• What is being asked: Below are some entries. Copy each line in them that holds "failed".
Source information below:
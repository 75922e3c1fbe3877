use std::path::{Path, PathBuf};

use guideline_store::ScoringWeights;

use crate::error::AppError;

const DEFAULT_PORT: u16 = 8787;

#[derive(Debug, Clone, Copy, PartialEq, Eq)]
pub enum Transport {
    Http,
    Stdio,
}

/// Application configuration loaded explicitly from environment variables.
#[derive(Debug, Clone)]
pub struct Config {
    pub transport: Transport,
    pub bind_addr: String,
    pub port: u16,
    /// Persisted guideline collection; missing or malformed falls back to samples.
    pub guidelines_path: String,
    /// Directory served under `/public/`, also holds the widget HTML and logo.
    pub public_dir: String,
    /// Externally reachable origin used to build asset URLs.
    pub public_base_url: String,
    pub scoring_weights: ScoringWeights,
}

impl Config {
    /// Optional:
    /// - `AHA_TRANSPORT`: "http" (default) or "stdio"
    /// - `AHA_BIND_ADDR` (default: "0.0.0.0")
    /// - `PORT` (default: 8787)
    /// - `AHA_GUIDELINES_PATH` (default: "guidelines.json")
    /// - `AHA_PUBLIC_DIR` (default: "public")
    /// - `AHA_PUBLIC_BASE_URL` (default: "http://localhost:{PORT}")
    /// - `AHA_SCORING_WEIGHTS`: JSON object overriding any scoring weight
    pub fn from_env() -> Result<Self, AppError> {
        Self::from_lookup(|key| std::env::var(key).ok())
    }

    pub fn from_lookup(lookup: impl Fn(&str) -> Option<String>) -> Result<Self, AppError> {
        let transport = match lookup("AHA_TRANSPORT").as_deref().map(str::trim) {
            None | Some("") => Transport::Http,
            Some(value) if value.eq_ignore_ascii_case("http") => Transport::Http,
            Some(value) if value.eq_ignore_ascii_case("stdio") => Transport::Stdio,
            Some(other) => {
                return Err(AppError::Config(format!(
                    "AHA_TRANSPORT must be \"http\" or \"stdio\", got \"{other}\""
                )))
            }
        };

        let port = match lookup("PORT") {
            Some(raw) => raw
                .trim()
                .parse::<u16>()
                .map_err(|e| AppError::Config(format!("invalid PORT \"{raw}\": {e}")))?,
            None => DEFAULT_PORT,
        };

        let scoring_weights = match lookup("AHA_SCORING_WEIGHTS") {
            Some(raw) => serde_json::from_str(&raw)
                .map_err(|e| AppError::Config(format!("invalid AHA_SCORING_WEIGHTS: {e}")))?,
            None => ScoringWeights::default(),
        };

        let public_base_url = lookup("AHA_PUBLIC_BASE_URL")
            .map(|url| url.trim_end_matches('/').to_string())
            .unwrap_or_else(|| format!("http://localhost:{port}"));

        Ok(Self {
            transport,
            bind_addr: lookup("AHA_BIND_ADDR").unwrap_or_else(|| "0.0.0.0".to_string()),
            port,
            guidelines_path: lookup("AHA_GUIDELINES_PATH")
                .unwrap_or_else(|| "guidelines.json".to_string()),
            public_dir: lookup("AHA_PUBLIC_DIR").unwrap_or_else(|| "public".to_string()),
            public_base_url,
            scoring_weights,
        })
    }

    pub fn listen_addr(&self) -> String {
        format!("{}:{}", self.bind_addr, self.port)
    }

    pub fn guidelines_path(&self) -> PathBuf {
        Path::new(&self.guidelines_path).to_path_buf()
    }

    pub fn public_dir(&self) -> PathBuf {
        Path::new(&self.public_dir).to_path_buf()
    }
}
End of Source information.
Source information below:
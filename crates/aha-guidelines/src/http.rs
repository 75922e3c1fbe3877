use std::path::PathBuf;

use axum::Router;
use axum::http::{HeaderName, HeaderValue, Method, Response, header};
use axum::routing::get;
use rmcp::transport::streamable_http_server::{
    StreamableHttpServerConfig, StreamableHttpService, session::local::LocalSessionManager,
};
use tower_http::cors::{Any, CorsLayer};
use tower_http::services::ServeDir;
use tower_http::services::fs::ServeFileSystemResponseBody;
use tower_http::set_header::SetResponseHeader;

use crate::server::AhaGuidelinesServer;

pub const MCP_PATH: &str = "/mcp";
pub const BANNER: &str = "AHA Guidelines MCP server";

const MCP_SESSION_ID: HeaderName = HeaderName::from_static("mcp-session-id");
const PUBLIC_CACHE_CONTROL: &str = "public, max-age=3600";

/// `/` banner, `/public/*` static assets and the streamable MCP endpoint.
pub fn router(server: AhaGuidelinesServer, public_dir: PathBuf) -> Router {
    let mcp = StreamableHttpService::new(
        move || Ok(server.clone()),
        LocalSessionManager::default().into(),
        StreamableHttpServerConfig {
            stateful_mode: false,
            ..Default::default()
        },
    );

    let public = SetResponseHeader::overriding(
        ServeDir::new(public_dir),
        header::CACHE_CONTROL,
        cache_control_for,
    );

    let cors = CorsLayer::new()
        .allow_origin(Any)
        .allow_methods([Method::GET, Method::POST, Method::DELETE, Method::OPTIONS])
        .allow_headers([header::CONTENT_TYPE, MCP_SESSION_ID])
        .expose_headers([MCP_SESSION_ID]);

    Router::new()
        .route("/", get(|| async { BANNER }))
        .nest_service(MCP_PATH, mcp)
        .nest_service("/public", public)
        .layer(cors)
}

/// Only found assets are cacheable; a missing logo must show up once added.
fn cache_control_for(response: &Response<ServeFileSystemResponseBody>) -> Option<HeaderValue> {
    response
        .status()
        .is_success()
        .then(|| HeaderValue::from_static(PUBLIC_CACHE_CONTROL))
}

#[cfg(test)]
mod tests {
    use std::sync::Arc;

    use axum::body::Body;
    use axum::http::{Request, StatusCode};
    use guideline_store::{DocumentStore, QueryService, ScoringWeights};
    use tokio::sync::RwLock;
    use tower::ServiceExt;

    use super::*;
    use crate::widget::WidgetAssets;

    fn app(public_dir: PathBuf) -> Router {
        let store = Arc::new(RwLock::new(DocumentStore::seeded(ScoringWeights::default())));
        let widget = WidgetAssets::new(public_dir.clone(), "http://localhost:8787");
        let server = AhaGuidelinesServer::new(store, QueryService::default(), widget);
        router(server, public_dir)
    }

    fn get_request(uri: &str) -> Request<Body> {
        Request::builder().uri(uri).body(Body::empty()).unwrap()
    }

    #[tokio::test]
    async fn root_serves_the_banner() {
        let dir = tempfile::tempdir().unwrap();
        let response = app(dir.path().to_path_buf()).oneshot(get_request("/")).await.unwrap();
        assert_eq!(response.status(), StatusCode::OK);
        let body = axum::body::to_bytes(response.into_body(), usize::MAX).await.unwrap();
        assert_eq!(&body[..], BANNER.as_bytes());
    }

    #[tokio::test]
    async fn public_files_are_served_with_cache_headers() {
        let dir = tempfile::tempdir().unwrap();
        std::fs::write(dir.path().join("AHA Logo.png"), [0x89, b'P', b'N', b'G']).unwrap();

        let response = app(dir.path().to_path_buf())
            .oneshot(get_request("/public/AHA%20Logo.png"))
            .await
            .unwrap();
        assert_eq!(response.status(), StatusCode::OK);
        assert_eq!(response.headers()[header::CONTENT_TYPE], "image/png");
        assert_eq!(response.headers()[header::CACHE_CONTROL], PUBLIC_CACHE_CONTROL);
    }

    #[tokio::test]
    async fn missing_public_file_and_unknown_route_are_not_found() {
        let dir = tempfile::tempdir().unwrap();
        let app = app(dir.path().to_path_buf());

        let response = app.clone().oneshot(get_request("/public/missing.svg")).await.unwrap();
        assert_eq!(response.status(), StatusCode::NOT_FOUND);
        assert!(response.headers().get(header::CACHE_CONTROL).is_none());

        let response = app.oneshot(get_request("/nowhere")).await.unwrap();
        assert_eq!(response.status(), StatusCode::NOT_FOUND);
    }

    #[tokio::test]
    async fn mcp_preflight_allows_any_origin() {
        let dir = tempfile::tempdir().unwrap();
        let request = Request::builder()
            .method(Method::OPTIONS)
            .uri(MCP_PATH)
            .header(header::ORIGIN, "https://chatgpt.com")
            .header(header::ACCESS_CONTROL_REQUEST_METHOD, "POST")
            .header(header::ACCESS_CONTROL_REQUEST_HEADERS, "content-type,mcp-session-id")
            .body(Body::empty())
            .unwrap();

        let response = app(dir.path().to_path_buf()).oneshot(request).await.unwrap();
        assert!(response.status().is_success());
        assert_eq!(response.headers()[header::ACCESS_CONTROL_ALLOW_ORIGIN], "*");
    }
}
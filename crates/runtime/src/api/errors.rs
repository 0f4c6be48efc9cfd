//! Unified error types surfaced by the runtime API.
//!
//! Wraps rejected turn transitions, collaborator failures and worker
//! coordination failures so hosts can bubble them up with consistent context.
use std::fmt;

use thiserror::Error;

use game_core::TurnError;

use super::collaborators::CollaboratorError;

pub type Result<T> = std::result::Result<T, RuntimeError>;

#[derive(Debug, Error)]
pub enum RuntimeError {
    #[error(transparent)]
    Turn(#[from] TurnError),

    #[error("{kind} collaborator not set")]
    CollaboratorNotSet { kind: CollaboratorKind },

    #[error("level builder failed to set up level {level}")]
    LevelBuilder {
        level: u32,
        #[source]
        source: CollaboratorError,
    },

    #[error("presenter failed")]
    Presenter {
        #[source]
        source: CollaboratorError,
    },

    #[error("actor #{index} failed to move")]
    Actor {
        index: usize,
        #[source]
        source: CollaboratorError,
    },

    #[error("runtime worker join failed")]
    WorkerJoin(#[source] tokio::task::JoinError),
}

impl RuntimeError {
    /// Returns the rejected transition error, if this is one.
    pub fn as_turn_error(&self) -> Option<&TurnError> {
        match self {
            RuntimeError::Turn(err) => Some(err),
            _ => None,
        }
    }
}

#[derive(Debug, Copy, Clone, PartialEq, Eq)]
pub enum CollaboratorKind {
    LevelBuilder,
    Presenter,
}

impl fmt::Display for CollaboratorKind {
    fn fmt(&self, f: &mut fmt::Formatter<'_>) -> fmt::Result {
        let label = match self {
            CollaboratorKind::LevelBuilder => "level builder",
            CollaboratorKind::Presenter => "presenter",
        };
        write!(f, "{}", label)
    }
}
End of Source information.
Source information below:
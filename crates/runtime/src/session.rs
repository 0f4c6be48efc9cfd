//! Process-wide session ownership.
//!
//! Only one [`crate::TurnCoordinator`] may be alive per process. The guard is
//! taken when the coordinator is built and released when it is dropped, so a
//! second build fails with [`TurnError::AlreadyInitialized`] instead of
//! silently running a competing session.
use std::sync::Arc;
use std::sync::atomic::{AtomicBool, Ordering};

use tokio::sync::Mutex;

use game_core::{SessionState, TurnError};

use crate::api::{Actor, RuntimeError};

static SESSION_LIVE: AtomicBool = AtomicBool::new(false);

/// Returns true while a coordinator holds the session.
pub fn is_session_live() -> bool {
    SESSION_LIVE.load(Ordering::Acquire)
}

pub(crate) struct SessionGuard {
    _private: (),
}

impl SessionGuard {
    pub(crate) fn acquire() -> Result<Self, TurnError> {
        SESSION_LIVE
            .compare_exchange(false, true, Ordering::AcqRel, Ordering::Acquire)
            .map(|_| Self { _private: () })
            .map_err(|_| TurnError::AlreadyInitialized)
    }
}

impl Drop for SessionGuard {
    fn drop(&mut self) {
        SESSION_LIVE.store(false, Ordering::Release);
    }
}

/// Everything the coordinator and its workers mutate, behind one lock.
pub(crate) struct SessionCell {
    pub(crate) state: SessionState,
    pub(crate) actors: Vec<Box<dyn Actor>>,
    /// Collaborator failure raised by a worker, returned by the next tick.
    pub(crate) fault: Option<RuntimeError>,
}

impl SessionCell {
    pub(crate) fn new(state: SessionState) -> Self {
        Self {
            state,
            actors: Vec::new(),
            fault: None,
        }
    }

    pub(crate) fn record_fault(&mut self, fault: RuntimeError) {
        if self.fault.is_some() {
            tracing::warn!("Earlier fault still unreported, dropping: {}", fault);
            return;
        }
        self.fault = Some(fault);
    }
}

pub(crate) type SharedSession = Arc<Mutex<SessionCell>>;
End of Source information.
• Reply:
    #[error("level builder failed to set up level {level}")]
    #[error("presenter failed")]
    #[error("actor #{index} failed to move")]
    #[error("runtime worker join failed")]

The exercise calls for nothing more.